Eine wunderbar rasche Wandlung ging bei diesen Worten in dem alten Manne vor, wie durch einen Zauber schien der Sturm in seiner Seele beschworen. Weich, mit wehmütigem Vorwurf hob er an: »Wie lange warst du nicht mehr bei uns! – Seit deiner Rückkehr aus dem Feldzuge ...« Er schlug dreimal mit seiner kleinen Faust auf den Tisch: »Seit drei Jahren! drei Jahre sind's ...«

Der letzte Aufenthalt in Sonnberg stand Paul in bitterer Erinnerung. Die Trauer seiner Eltern, die ihm maßlos geschienen, weil er sie nicht teilte, die Zerfahrenheit im Hause, das schwächliche Kind, wie abstoßend hatte das alles auf ihn gewirkt! Nur hineingeblickt hatte er in dieses freudlose Heimwesen und war hinweggeeilt. – Er konnte ja wiederkommen, später, in besserer Zeit.
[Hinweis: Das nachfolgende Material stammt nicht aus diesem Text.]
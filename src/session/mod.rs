//! Session ownership and the end-to-end experiment script.
//!
//! A [`Session`] owns the subject identifier, both trial lists, and the
//! append-only results. Only main trials that reached the committed phase
//! are appended. Results are flushed exactly once, on completion or abort.

#![allow(missing_docs)]

pub mod scheduler;
#[cfg(feature = "signals")]
pub mod signals;

use std::fmt;
use std::path::{Path, PathBuf};
use std::sync::OnceLock;

use rand::rngs::StdRng;
use rand::{Rng, SeedableRng};
use regex::Regex;
use serde::Serialize;

use self::scheduler::BlockScheduler;
use crate::core::config::{Config, DesignConfig, TimingConfig};
use crate::core::errors::{BeadsError, Result};
use crate::design::bank::SequenceBank;
use crate::design::factory::{TrialFactory, design_fingerprint, distinct_in_order};
use crate::export::{export, write_results_file};
use crate::logger::{EventSink, SessionEvent};
use crate::present::{Notice, Presentation, RestKind};
use crate::trial::record::Trial;
use crate::trial::runner::{Halt, TrialKind, TrialOutcome, TrialPhase, TrialRunner};

// ──────────────────── subject ────────────────────

const SUBJECT_MAX_LEN: usize = 64;

fn subject_pattern() -> Option<&'static Regex> {
    static PATTERN: OnceLock<Option<Regex>> = OnceLock::new();
    PATTERN
        .get_or_init(|| Regex::new(r"^[A-Za-z0-9_-][A-Za-z0-9._-]*$").ok())
        .as_ref()
}

/// Participant identifier, safe to embed in a file name.
#[derive(Debug, Clone, PartialEq, Eq, Hash, Serialize)]
#[serde(transparent)]
pub struct SubjectId(String);

impl SubjectId {
    /// Trim and validate: 1 to 64 of `[A-Za-z0-9._-]`, not starting with `.`.
    pub fn parse(raw: &str) -> Result<Self> {
        let trimmed = raw.trim();
        let reject = |reason: &str| BeadsError::InvalidSubject {
            subject: raw.to_string(),
            reason: reason.to_string(),
        };
        if trimmed.is_empty() {
            return Err(reject("must not be empty"));
        }
        if trimmed.chars().count() > SUBJECT_MAX_LEN {
            return Err(reject("longer than 64 characters"));
        }
        let pattern = subject_pattern().ok_or_else(|| reject("validation pattern unavailable"))?;
        if !pattern.is_match(trimmed) {
            return Err(reject(
                "only letters, digits, '.', '_' and '-' are allowed, and it must not start with '.'",
            ));
        }
        Ok(Self(trimmed.to_string()))
    }

    #[must_use]
    pub fn as_str(&self) -> &str {
        &self.0
    }
}

impl fmt::Display for SubjectId {
    fn fmt(&self, f: &mut fmt::Formatter<'_>) -> fmt::Result {
        f.write_str(&self.0)
    }
}

// ──────────────────── session state ────────────────────

/// Coarse position in the experiment script.
#[derive(Debug, Clone, Copy, PartialEq, Eq, Serialize)]
#[serde(rename_all = "snake_case")]
pub enum Stage {
    Setup,
    Instructions,
    Practice,
    Main,
    Rest,
    Export,
    Farewell,
}

impl Stage {
    #[must_use]
    pub const fn as_str(self) -> &'static str {
        match self {
            Self::Setup => "setup",
            Self::Instructions => "instructions",
            Self::Practice => "practice",
            Self::Main => "main",
            Self::Rest => "rest",
            Self::Export => "export",
            Self::Farewell => "farewell",
        }
    }
}

/// Where a flush went.
#[derive(Debug, Clone, PartialEq, Eq, Serialize)]
pub struct FlushSummary {
    pub path: PathBuf,
    pub trials: usize,
    pub rows: usize,
}

#[derive(Debug)]
pub struct Session {
    subject: SubjectId,
    seed: u64,
    fingerprint: String,
    practice: Vec<Trial>,
    main: Vec<Trial>,
    results: Vec<Trial>,
    flushed_to: Option<PathBuf>,
    stage: Stage,
}

impl Session {
    /// Generate both trial lists. Fails before any trial exists if the
    /// design is malformed.
    pub fn new(subject: SubjectId, design: &DesignConfig, bank: &SequenceBank) -> Result<Self> {
        let seed = design.seed.unwrap_or_else(|| rand::rng().random());
        let mut rng = StdRng::seed_from_u64(seed);
        let factory = TrialFactory::new(bank);
        let main =
            factory.generate_main_trials(&design.display_order, &design.block_order, &mut rng)?;
        let practice = if design.practice {
            factory.generate_practice_trials(
                &design.display_order,
                &distinct_in_order(&design.block_order),
                &mut rng,
            )?
        } else {
            Vec::new()
        };
        Ok(Self {
            subject,
            seed,
            fingerprint: design_fingerprint(bank, &design.block_order, &design.display_order),
            practice,
            main,
            results: Vec::new(),
            flushed_to: None,
            stage: Stage::Setup,
        })
    }

    #[must_use]
    pub const fn subject(&self) -> &SubjectId {
        &self.subject
    }

    #[must_use]
    pub const fn seed(&self) -> u64 {
        self.seed
    }

    #[must_use]
    pub fn fingerprint(&self) -> &str {
        &self.fingerprint
    }

    #[must_use]
    pub fn practice_trials(&self) -> &[Trial] {
        &self.practice
    }

    #[must_use]
    pub fn main_trials(&self) -> &[Trial] {
        &self.main
    }

    /// Committed main trials, in completion order.
    #[must_use]
    pub fn results(&self) -> &[Trial] {
        &self.results
    }

    #[must_use]
    pub const fn stage(&self) -> Stage {
        self.stage
    }

    #[must_use]
    pub const fn is_flushed(&self) -> bool {
        self.flushed_to.is_some()
    }

    /// Append a completed main trial; returns its 1-based result index.
    pub fn commit(&mut self, trial: Trial) -> Result<usize> {
        if let Some(path) = &self.flushed_to {
            return Err(BeadsError::AlreadyFlushed { path: path.clone() });
        }
        if !trial.is_complete() {
            return Err(BeadsError::trial_state(format!(
                "cannot commit an incomplete trial ({} of {} estimates, choice {})",
                trial.prob_estimates().len(),
                trial.expected_estimates(),
                if trial.final_choice().is_some() { "set" } else { "unset" },
            )));
        }
        self.results.push(trial);
        Ok(self.results.len())
    }

    /// Export the results to `path`. A second call fails.
    pub fn flush(&mut self, path: &Path) -> Result<FlushSummary> {
        if let Some(previous) = &self.flushed_to {
            return Err(BeadsError::AlreadyFlushed {
                path: previous.clone(),
            });
        }
        self.flushed_to = Some(path.to_path_buf());
        let rows = export(&self.results, self.subject.as_str());
        let written = write_results_file(path, &rows)?;
        Ok(FlushSummary {
            path: path.to_path_buf(),
            trials: self.results.len(),
            rows: written,
        })
    }
}

// ──────────────────── script ────────────────────

/// How the session ended.
#[derive(Debug, Clone, Copy, PartialEq, Eq, Serialize)]
#[serde(tag = "status", rename_all = "snake_case")]
pub enum SessionStatus {
    Completed,
    Aborted {
        stage: Stage,
        phase: Option<TrialPhase>,
    },
}

#[derive(Debug, Clone, PartialEq, Eq, Serialize)]
pub struct SessionReport {
    pub subject: SubjectId,
    pub seed: u64,
    pub status: SessionStatus,
    pub flush: FlushSummary,
    pub dropped_events: u64,
}

/// Run the full script: instructions, practice, main blocks with rests,
/// export, farewell.
///
/// An abort at any suspension point still flushes the committed results and
/// returns `Ok` with an `Aborted` status.
///
/// # Errors
/// Returns an error if results cannot be written or trial bookkeeping is
/// violated. Committed results are flushed before a bookkeeping error is
/// returned.
pub fn run_session(
    session: &mut Session,
    presenter: &mut dyn Presentation,
    sink: &mut dyn EventSink,
    config: &Config,
) -> Result<SessionReport> {
    sink.record(&SessionEvent::SessionStarted {
        subject: session.subject.to_string(),
        seed: session.seed,
        fingerprint: session.fingerprint.clone(),
        main_trials: session.main.len(),
        practice_trials: session.practice.len(),
    });

    let mut aborted_phase = None;
    let outcome = run_script(session, presenter, sink, config, &mut aborted_phase);
    let path = config.paths.results_path(session.subject.as_str());

    let status = match outcome {
        Ok(()) => SessionStatus::Completed,
        Err(Halt::Aborted) => {
            let status = SessionStatus::Aborted {
                stage: session.stage,
                phase: aborted_phase,
            };
            sink.record(&SessionEvent::SessionAborted {
                stage: session.stage,
                phase: aborted_phase,
                committed: session.results.len(),
            });
            status
        }
        Err(Halt::Failed(err)) => {
            if let Err(flush_err) = flush_logged(session, sink, &path) {
                sink.record(&SessionEvent::ResultsFlushFailed {
                    path,
                    error: flush_err.to_string(),
                });
            }
            return Err(err);
        }
    };

    session.stage = Stage::Export;
    let flush = match flush_logged(session, sink, &path) {
        Ok(summary) => summary,
        Err(err) => {
            sink.record(&SessionEvent::ResultsFlushFailed {
                path,
                error: err.to_string(),
            });
            return Err(err);
        }
    };

    if status == SessionStatus::Completed {
        session.stage = Stage::Farewell;
        sink.record(&SessionEvent::SessionCompleted {
            committed: session.results.len(),
        });
        // Results are already on disk; an abort here only cuts the goodbye short.
        if presenter.show_notice(&Notice::Farewell).is_ok() {
            let _ = presenter.wait(TimingConfig::span(config.timing.farewell));
        }
    }
    let _ = presenter.clear();

    Ok(SessionReport {
        subject: session.subject.clone(),
        seed: session.seed,
        status,
        flush,
        dropped_events: sink.dropped(),
    })
}

fn flush_logged(
    session: &mut Session,
    sink: &mut dyn EventSink,
    path: &Path,
) -> Result<FlushSummary> {
    let summary = session.flush(path)?;
    sink.record(&SessionEvent::ResultsFlushed {
        path: summary.path.clone(),
        rows: summary.rows,
    });
    Ok(summary)
}

fn run_script(
    session: &mut Session,
    presenter: &mut dyn Presentation,
    sink: &mut dyn EventSink,
    config: &Config,
    aborted_phase: &mut Option<TrialPhase>,
) -> std::result::Result<(), Halt> {
    let timing = &config.timing;
    let mut scheduler = BlockScheduler::new(&session.main, config.design.trials_per_block);

    session.stage = Stage::Instructions;
    show_and_acknowledge(presenter, &Notice::Instructions)?;
    let displays = config.design.display_order.len().max(1);
    show_and_acknowledge(
        presenter,
        &Notice::BlockOverview {
            blocks: displays,
            trials_per_display: session.main.len() / displays,
            practice_trials: session.practice.len(),
            first_display: config
                .design
                .display_order
                .first()
                .copied()
                .unwrap_or(crate::design::factors::DisplayMode::Visual),
        },
    )?;

    if !session.practice.is_empty() {
        session.stage = Stage::Practice;
        presenter.show_notice(&Notice::PracticeBanner)?;
        presenter.wait(TimingConfig::span(timing.practice_banner))?;
        presenter.clear()?;
        let practice = session.practice.clone();
        for (i, trial) in practice.into_iter().enumerate() {
            run_one(presenter, sink, timing, trial, TrialKind::Practice, i + 1, aborted_phase)?;
            presenter.wait(TimingConfig::span(timing.inter_trial))?;
        }
        presenter.clear()?;
        presenter.wait(TimingConfig::span(timing.practice_outro))?;
        show_and_acknowledge(presenter, &Notice::PracticeComplete)?;
    }

    let blocks = scheduler.blocks().to_vec();
    for block in &blocks {
        session.stage = Stage::Main;
        for index in block.trials.clone() {
            let trial = session.main[index].clone();
            if let Some(done) =
                run_one(presenter, sink, timing, trial, TrialKind::Main, index + 1, aborted_phase)?
            {
                let result_index = session.commit(done)?;
                sink.record(&SessionEvent::TrialCommitted { result_index });
            }
            presenter.wait(TimingConfig::span(timing.inter_trial))?;
        }

        if let Some(kind) = scheduler.take_rest(block.number) {
            session.stage = Stage::Rest;
            rest(presenter, sink, timing, block.number, kind)?;
        }
    }
    Ok(())
}

/// Run one trial; `Ok(Some(_))` for a completed main trial.
fn run_one(
    presenter: &mut dyn Presentation,
    sink: &mut dyn EventSink,
    timing: &TimingConfig,
    trial: Trial,
    kind: TrialKind,
    index: usize,
    aborted_phase: &mut Option<TrialPhase>,
) -> std::result::Result<Option<Trial>, Halt> {
    match TrialRunner::new(presenter, sink, timing).run(trial, kind, index)? {
        TrialOutcome::Committed(done) => Ok((kind == TrialKind::Main).then_some(done)),
        TrialOutcome::Aborted { phase } => {
            *aborted_phase = Some(phase);
            Err(Halt::Aborted)
        }
    }
}

fn rest(
    presenter: &mut dyn Presentation,
    sink: &mut dyn EventSink,
    timing: &TimingConfig,
    after_block: usize,
    kind: RestKind,
) -> std::result::Result<(), Halt> {
    sink.record(&SessionEvent::RestStarted {
        after_block,
        kind,
        seconds: timing.rest,
    });
    presenter.show_notice(&Notice::Rest {
        kind,
        seconds: whole_seconds(timing.rest),
    })?;
    presenter.wait(TimingConfig::span(timing.rest))?;
    presenter.show_notice(&Notice::GetReady)?;
    presenter.wait(TimingConfig::span(timing.get_ready))?;
    presenter.clear()?;
    Ok(())
}

fn show_and_acknowledge(
    presenter: &mut dyn Presentation,
    notice: &Notice,
) -> std::result::Result<(), Halt> {
    presenter.show_notice(notice)?;
    if notice.needs_acknowledgement() {
        presenter.await_acknowledgement()?;
    }
    presenter.clear()?;
    Ok(())
}

#[allow(clippy::cast_possible_truncation, clippy::cast_sign_loss)]
fn whole_seconds(seconds: f64) -> u64 {
    seconds.max(0.0).round() as u64
}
Aber das Leben zog ihn in seine Wirbel, die Lust an öffentlicher Tätigkeit, der Ehrgeiz, in großem Wirkungskreise Großes zu leisten, erfaßte ihn. Manchmal mahnte es ihn wohl: Du solltest doch nachsehen, wie es steht mit den alten Leuten... Aber sie rufen ihn nicht, und brauchen sie ihn denn? wozu auch? Er ist kein Weib, das sich über Unabänderliches grämt, er kann ihnen nicht weinen helfen. Und endlich – er wird sie schon besuchen, aufgeschoben ist nicht aufgehoben. So war eine lange Zeit vergangen seit seiner flüchtigen, peinlichen letzten Einkehr im Vaterhause. Ihrer besann er sich jetzt nur zu deutlich, indem er Kamnitzkys Worte wiederholte: »Drei Jahre, ja – jawohl. Damals war es bei uns fürchterlich!«

»Damals war's gut, noch gut«, rief der Freiherr. »Es war kurz nach dem Unglück ... ich spreche von dem Tode deiner Frau. Unmittelbar nachdem man den Streich empfing, den das Schicksal führte, weiß man nicht, wie tief er getroffen, wie viele Lebenswurzeln er uns durchschnitten hat... das zeigt sich erst später.«

»Du meinst«, entgegnete Paul, »daß der Schmerz um einen erlittenen Verlust zunimmt, je mehr Zeit darüber hingeflossen ist? Ich, lieber Alter, halte dafür, daß die Zeit alle Wunden heilt.«

»Im allgemeinen – könntest du wenigstens hinzusetzen«, fiel ihm Kamnitzky ein. »Für einen Mann wie du gibt es freilich nur das Allgemeine... ein Mann wie du kümmert sich nicht um das einzelne Wesen, den besonderen Fall. Wenn man der Menschheit angehört, dem Universum ...« Er klimperte hastig mit einem Schlüsselbunde in seiner Tasche, seine Stimme, die sich während der letzten Sätze gesenkt hatte, erhob sich wieder: »Wann ist es kälter, he? eine Stunde oder mehrere Stunden nach Sonnenuntergang?... Nun, Lieber, für deine alten Leute ist die Sonne untergegangen hinter dem Hügel in der Friedhofecke, wo die Zitterpappeln ... Ja so – du weißt nicht – warst nicht einmal dort... Nicht einmal dort!« Er richtete sich kerzengerade auf, warf die Schultern zurück wie ein Soldat in strammer Haltung und fuhr fort, mit affektierter Nachlässigkeit den Blick, über Pauls Kopf hinweg, nach dem Fenster gerichtet: »Und es ist doch freundlich dort, durchaus freundlich: ein Gitter umschließt die Stelle, an den zierlichen Stäben ranken sich Zwergrosen empor, ein Band aus Efeu bildet, flach und breit, einen – weißt du, einen ...« Seine Hand zeichnete schwungvolle Linien in die Luft: »Einen Kranz, so – verschlungen... und die Platte aus geschliffenem Granit spiegelt wie blankes Eis im Sonnenschein. Eingemeißelt in den Stein steht ihr Name in großen Buchstaben, sonst nichts als nur das Datum, Geburts- und Todestag natürlich... darunter zwei Verse von ihrer Lieblingsdichterin, sonst gar nichts.«

Peinlich! peinlich! dachte Paul, werd ich den Schwätzer nicht los? – »Was für Verse?« fragte er obenhin, nur um etwas zu sagen.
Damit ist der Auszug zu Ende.